Excerpted records -
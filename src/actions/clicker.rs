//! Clicking with clickability gating and delivery fallbacks.

use std::time::Duration;

use tokio::time::sleep;

use super::gate::ClickableGate;
use super::locator::LocatorResolver;
use super::target::ActionTarget;
use crate::driver::{ClickMethod, ElementHandle, PageDriver};
use crate::error::ActionError;

#[derive(Debug, Clone, Copy, PartialEq, Eq)]
pub enum GateMode {
    Skip,
    /// Wait for clickability but click anyway when it never arrives.
    Wait,
    /// Fail with `NotInteractable` when the gate gives up.
    Require,
}

#[derive(Debug, Clone, PartialEq, Eq)]
pub struct ClickPlan {
    pub gate_mode: GateMode,
    pub gate: ClickableGate,
    pub methods: Vec<ClickMethod>,
    pub rounds: u32,
    pub round_pause: Duration,
}

impl Default for ClickPlan {
    fn default() -> Self {
        ClickPlan {
            gate_mode: GateMode::Wait,
            gate: ClickableGate::new(Duration::from_millis(250), 8),
            methods: vec![ClickMethod::Pointer, ClickMethod::Forced, ClickMethod::Script],
            rounds: 1,
            round_pause: Duration::from_millis(200),
        }
    }
}

impl ClickPlan {
    /// Gate strictly, then force click, Enter, and script click in turn.
    pub fn gated_submit() -> Self {
        ClickPlan {
            gate_mode: GateMode::Require,
            gate: ClickableGate::default(),
            methods: vec![ClickMethod::Forced, ClickMethod::EnterKey, ClickMethod::Script],
            ..ClickPlan::default()
        }
    }

    pub fn with_rounds(mut self, rounds: u32) -> Self {
        self.rounds = rounds.max(1);
        self
    }

    pub fn with_methods(mut self, methods: &[ClickMethod]) -> Self {
        self.methods = methods.to_vec();
        self
    }

    pub fn without_gate(mut self) -> Self {
        self.gate_mode = GateMode::Skip;
        self
    }
}

pub async fn click_element(
    page: &dyn PageDriver,
    element: &ElementHandle,
    description: &str,
    plan: &ClickPlan,
) -> Result<ClickMethod, ActionError> {
    match plan.gate_mode {
        GateMode::Skip => {}
        GateMode::Wait => {
            if !plan.gate.wait_until_clickable(page, element).await {
                log::debug!("{description} still not clickable; clicking anyway");
            }
        }
        GateMode::Require => {
            plan.gate
                .require_clickable(page, element, description)
                .await?
        }
    }

    for round in 0..plan.rounds {
        for method in &plan.methods {
            match page.click(element, *method).await {
                Ok(()) => return Ok(*method),
                Err(err) => log::debug!("{description}: {method:?} click failed in round {round}: {err}"),
            }
        }
        if round + 1 < plan.rounds {
            sleep(plan.round_pause).await;
        }
    }

    Err(ActionError::RetryExhausted {
        action: format!("click {description}"),
        attempts: plan.rounds * u32::try_from(plan.methods.len()).unwrap_or(u32::MAX),
    })
}

pub async fn click_target(
    page: &dyn PageDriver,
    target: &ActionTarget,
    plan: &ClickPlan,
) -> Result<ClickMethod, ActionError> {
    let resolved = LocatorResolver::new(page).resolve(target).await?;
    click_element(page, &resolved.element, target.description(), plan).await
}

/// Click a button captioned with any of `captions`; `false` when none shows up
/// within `timeout` or every click fails.
pub async fn click_button(page: &dyn PageDriver, captions: &[&str], timeout: Duration) -> bool {
    let target = ActionTarget::button(captions)
        .budget(timeout)
        .build();
    match click_target(page, &target, &ClickPlan::default()).await {
        Ok(_) => true,
        Err(err) => {
            log::debug!("{} not clicked: {err}", target.description());
            false
        }
    }
}

#[cfg(test)]
mod tests {
    use super::*;
    use crate::driver::ElementState;
    use crate::driver::fake::{FakeElement, FakePage};
    use crate::error::ActionErrorKind;

    #[tokio::test(start_paused = true)]
    async fn clicks_button_by_caption_variants() {
        let page = FakePage::new(vec![FakeElement::button("go", "Let's Go!")]);
        assert!(click_button(&page, &["Lets Go!", "Let's Go!"], Duration::from_secs(1)).await);
        assert_eq!(page.count_events("click:go:Pointer"), 1);
    }

    #[tokio::test(start_paused = true)]
    async fn h1_card_is_clicked_through_structural_strategy() {
        let page = FakePage::new(vec![
            FakeElement::new("card")
                .css(r#"div[tabindex="0"]"#)
                .contains("h1", "Upload"),
        ]);
        assert!(click_button(&page, &["Upload"], Duration::from_secs(1)).await);
        assert_eq!(page.count_events("click:card"), 1);
    }

    #[tokio::test(start_paused = true)]
    async fn falls_back_to_later_click_methods() {
        let page = FakePage::new(vec![
            FakeElement::button("submit", "Submit")
                .failing_click(ClickMethod::Forced)
                .failing_click(ClickMethod::EnterKey),
        ]);
        let method = click_element(
            &page,
            &ElementHandle::new("submit"),
            "Submit",
            &ClickPlan::gated_submit(),
        )
        .await
        .expect("script click lands");
        assert_eq!(method, ClickMethod::Script);
    }

    #[tokio::test(start_paused = true)]
    async fn required_gate_blocks_disabled_button() {
        let page = FakePage::new(vec![FakeElement::button("submit", "Submit").state(
            ElementState {
                aria_disabled: true,
                ..ElementState::default()
            },
        )]);
        let err = click_element(
            &page,
            &ElementHandle::new("submit"),
            "Submit",
            &ClickPlan::gated_submit(),
        )
        .await
        .expect_err("never enabled");
        assert_eq!(err.kind(), ActionErrorKind::NotInteractable);
        assert_eq!(page.count_events("click:"), 0);
    }

    #[tokio::test(start_paused = true)]
    async fn missing_button_reports_false() {
        let page = FakePage::new(Vec::new());
        assert!(!click_button(&page, &["Continue"], Duration::from_millis(300)).await);
    }
}
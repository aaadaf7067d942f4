//! Structured logging for flows and scenarios.
//!
//! Flow code reports progress through [`HarnessLogger`], which produces
//! [`HarnessLogRecord`]s and hands them to an external sink, the `log`
//! facade, or a plain console printer. The low-level action layer logs
//! through the `log` macros directly.

use std::fmt;
use std::sync::Arc;

use chrono::{DateTime, Utc};
use serde::{Deserialize, Serialize};
use serde_json::Value;

use crate::config::{HarnessConfig, Verbosity};

/// Convenience alias for external logging callbacks.
pub type LogCallback = Arc<dyn Fn(&HarnessLogRecord) + Send + Sync + 'static>;

/// Where records go when no external callback is installed.
#[derive(Debug, Clone, Copy, PartialEq, Eq)]
pub enum LogSink {
    Console,
    Facade,
}

#[derive(Clone)]
pub struct LogConfig {
    pub verbose: Verbosity,
    pub sink: LogSink,
    pub external_logger: Option<LogCallback>,
}

impl Default for LogConfig {
    fn default() -> Self {
        Self {
            verbose: Verbosity::Medium,
            sink: LogSink::Console,
            external_logger: None,
        }
    }
}

impl LogConfig {
    pub fn new(verbose: Verbosity) -> Self {
        Self {
            verbose,
            ..Default::default()
        }
    }

    /// Logger settings derived from a resolved [`HarnessConfig`].
    ///
    /// A configured string logger receives the rendered message line.
    pub fn from_harness(config: &HarnessConfig) -> Self {
        let external_logger = config.logger.clone().map(|callback| {
            let forward: LogCallback = Arc::new(move |record: &HarnessLogRecord| {
                callback(&record.render());
            });
            forward
        });
        Self {
            verbose: config.verbose,
            sink: LogSink::Console,
            external_logger,
        }
    }

    pub fn should_log(&self, level: LogLevel) -> bool {
        level == LogLevel::Error || level.as_u8() <= self.verbose.as_u8()
    }
}

#[derive(Debug, Clone, Copy, Serialize, Deserialize, PartialEq, Eq)]
#[serde(rename_all = "lowercase")]
pub enum LogLevel {
    Error = 0,
    Info = 1,
    Debug = 2,
}

impl LogLevel {
    pub fn as_u8(self) -> u8 {
        self as u8
    }

    pub fn label(self) -> &'static str {
        match self {
            LogLevel::Error => "ERROR",
            LogLevel::Info => "INFO",
            LogLevel::Debug => "DEBUG",
        }
    }

    fn facade_level(self) -> log::Level {
        match self {
            LogLevel::Error => log::Level::Error,
            LogLevel::Info => log::Level::Info,
            LogLevel::Debug => log::Level::Debug,
        }
    }
}

/// Structured log entry shared with external callbacks.
#[derive(Debug, Clone, Serialize, Deserialize, PartialEq)]
pub struct HarnessLogRecord {
    pub timestamp: DateTime<Utc>,
    pub message: String,
    pub level: LogLevel,
    #[serde(skip_serializing_if = "Option::is_none")]
    pub category: Option<String>,
    #[serde(skip_serializing_if = "Option::is_none")]
    pub auxiliary: Option<Value>,
}

impl HarnessLogRecord {
    pub fn new(
        message: impl Into<String>,
        level: LogLevel,
        category: Option<String>,
        auxiliary: Option<Value>,
    ) -> Self {
        Self {
            timestamp: Utc::now(),
            message: message.into(),
            level,
            category,
            auxiliary,
        }
    }

    /// Single-line rendering without timestamp or level.
    pub fn render(&self) -> String {
        let mut line = match &self.category {
            Some(category) => format!("[{category}] {}", self.message),
            None => self.message.clone(),
        };
        if let Some(aux) = self.auxiliary.as_ref().filter(|aux| !aux.is_null()) {
            line.push(' ');
            line.push_str(&aux.to_string());
        }
        line
    }
}

/// Default console printer used when no external logger is configured.
pub fn default_log_handler(record: &HarnessLogRecord) {
    let timestamp = record
        .timestamp
        .to_rfc3339_opts(chrono::SecondsFormat::Secs, true);
    if let Some(category) = &record.category {
        println!(
            "[{}] {:<5} [{}] {}",
            timestamp,
            record.level.label(),
            category,
            record.message
        );
    } else {
        println!(
            "[{}] {:<5} {}",
            timestamp,
            record.level.label(),
            record.message
        );
    }
    if let Some(aux) = &record.auxiliary {
        if !aux.is_null() {
            println!("    {}", aux);
        }
    }
}

fn facade_log_handler(record: &HarnessLogRecord) {
    log::log!(
        target: "onboarding_harness::flow",
        record.level.facade_level(),
        "{}",
        record.render()
    );
}

pub struct HarnessLogger {
    config: LogConfig,
}

impl fmt::Debug for HarnessLogger {
    fn fmt(&self, f: &mut fmt::Formatter<'_>) -> fmt::Result {
        f.debug_struct("HarnessLogger")
            .field("verbosity", &self.config.verbose)
            .field("sink", &self.config.sink)
            .field("external_logger", &self.config.external_logger.is_some())
            .finish()
    }
}

impl HarnessLogger {
    pub fn with_config(config: LogConfig) -> Self {
        Self { config }
    }

    pub fn new(verbose: Verbosity) -> Self {
        Self::with_config(LogConfig::new(verbose))
    }

    pub fn set_external_logger(&mut self, logger: Option<LogCallback>) {
        self.config.external_logger = logger;
    }

    pub fn log(
        &self,
        message: impl Into<String>,
        level: LogLevel,
        category: Option<&str>,
        auxiliary: Option<Value>,
    ) {
        if !self.config.should_log(level) {
            return;
        }

        let record =
            HarnessLogRecord::new(message, level, category.map(|c| c.to_string()), auxiliary);

        match (&self.config.external_logger, self.config.sink) {
            (Some(callback), _) => callback(&record),
            (None, LogSink::Facade) => facade_log_handler(&record),
            (None, LogSink::Console) => default_log_handler(&record),
        }
    }

    pub fn error(
        &self,
        message: impl Into<String>,
        category: Option<&str>,
        auxiliary: Option<Value>,
    ) {
        self.log(message, LogLevel::Error, category, auxiliary);
    }

    pub fn info(
        &self,
        message: impl Into<String>,
        category: Option<&str>,
        auxiliary: Option<Value>,
    ) {
        self.log(message, LogLevel::Info, category, auxiliary);
    }

    pub fn debug(
        &self,
        message: impl Into<String>,
        category: Option<&str>,
        auxiliary: Option<Value>,
    ) {
        self.log(message, LogLevel::Debug, category, auxiliary);
    }
}

#[cfg(test)]
pub(crate) fn capturing_logger() -> (Arc<HarnessLogger>, Arc<std::sync::Mutex<Vec<HarnessLogRecord>>>) {
    let records = Arc::new(std::sync::Mutex::new(Vec::new()));
    let capture = Arc::clone(&records);
    let callback: LogCallback = Arc::new(move |record| {
        capture.lock().unwrap().push(record.clone());
    });
    let mut logger = HarnessLogger::new(Verbosity::Detailed);
    logger.set_external_logger(Some(callback));
    (Arc::new(logger), records)
}
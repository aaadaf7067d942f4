//! Error taxonomy for the UI-action layer.
//!
//! Every action either succeeds, or reports one of a small set of typed
//! failures. Flow scripts decide per step whether a failure aborts the run
//! (see [`crate::flows::step`]).

use std::time::Duration;

use serde::{Deserialize, Serialize};
use thiserror::Error;

/// Transport-level failures raised by a [`PageDriver`](crate::driver::PageDriver).
#[derive(Debug, Error)]
pub enum DriverError {
    #[error("browser command failed: {0}")]
    Command(String),
    #[error("element '{0}' is no longer attached to the document")]
    Detached(String),
    #[error("script evaluation failed: {0}")]
    Script(String),
    #[error("driver operation unsupported: {0}")]
    Unsupported(&'static str),
}

/// Failures surfaced by the resilient UI-action layer.
#[derive(Debug, Error)]
pub enum ActionError {
    #[error("no element matched '{target}' after {strategies} strategies within {budget:?}")]
    ElementNotFound {
        target: String,
        strategies: usize,
        budget: Duration,
    },
    #[error("'{target}' never became clickable after {polls} polls")]
    NotInteractable { target: String, polls: u32 },
    #[error("value for '{target}' was not applied (last read back {last_value:?})")]
    ValueNotApplied { target: String, last_value: String },
    #[error("code entry failed: {reason}")]
    CodeEntryFailed { reason: String },
    #[error("'{action}' failed after {attempts} attempts")]
    RetryExhausted { action: String, attempts: u32 },
    #[error("expected the {expected} screen but the {found} screen is showing")]
    UnexpectedScreen {
        expected: &'static str,
        found: &'static str,
    },
    #[error(transparent)]
    Driver(#[from] DriverError),
}

/// Fieldless mirror of [`ActionError`] used in interaction reports.
#[derive(Debug, Clone, Copy, PartialEq, Eq, Serialize, Deserialize)]
#[serde(rename_all = "snake_case")]
pub enum ActionErrorKind {
    ElementNotFound,
    NotInteractable,
    ValueNotApplied,
    CodeEntryFailed,
    RetryExhausted,
    UnexpectedScreen,
    Driver,
}

impl ActionError {
    pub fn kind(&self) -> ActionErrorKind {
        match self {
            ActionError::ElementNotFound { .. } => ActionErrorKind::ElementNotFound,
            ActionError::NotInteractable { .. } => ActionErrorKind::NotInteractable,
            ActionError::ValueNotApplied { .. } => ActionErrorKind::ValueNotApplied,
            ActionError::CodeEntryFailed { .. } => ActionErrorKind::CodeEntryFailed,
            ActionError::RetryExhausted { .. } => ActionErrorKind::RetryExhausted,
            ActionError::UnexpectedScreen { .. } => ActionErrorKind::UnexpectedScreen,
            ActionError::Driver(_) => ActionErrorKind::Driver,
        }
    }

    /// Errors that must abort a flow even when raised by an optional step.
    ///
    /// Landing on the wrong PIN screen means the account state disagrees with
    /// the caller's intent; continuing would create or overwrite a PIN.
    pub fn is_fatal(&self) -> bool {
        matches!(self, ActionError::UnexpectedScreen { .. })
    }

    pub(crate) fn code_entry(reason: impl Into<String>) -> Self {
        ActionError::CodeEntryFailed {
            reason: reason.into(),
        }
    }
}
/// The block holding the "latest ID" box, else the second checklist.
async fn second_document_block(page: &dyn PageDriver, timings: &CdmTimings) -> Result<(), FlowError> {
    let latest = ActionTarget::builder("latest ID label")
        .budget(timings.wait_timeout)
        .text(TextMatcher::contains(LATEST_ID_LABEL))
        .build();
    let block = match LocatorResolver::new(page).probe(&latest).await {
        Some(label) => page.closest(&label.element, CHECK_BLOCK).await?,
        None => None,
    };
    let block = match block {
        Some(block) => block,
        None => page
            .query(&LocatorStrategy::css(CHECK_BLOCK))
            .await?
            .into_iter()
            .nth(1)
            .ok_or_else(|| crate::error::ActionError::ElementNotFound {
                target: "second document checklist".to_string(),
                strategies: 2,
                budget: timings.wait_timeout,
            })?,
    };
    checklist(page, &block, &DOCUMENT_CHECKS, timings.after_submit).await
}

fn capitalised(value: &str) -> String {
    let mut chars = value.chars();
    match chars.next() {
        Some(first) => first.to_uppercase().chain(chars).collect(),
        None => String::new(),
    }
}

Task - Only lines with the word "captions" should be collected from the material.

Written answer -
/// Click a button captioned with any of `captions`; `false` when none shows up
pub async fn click_button(page: &dyn PageDriver, captions: &[&str], timeout: Duration) -> bool {
    let target = ActionTarget::button(captions)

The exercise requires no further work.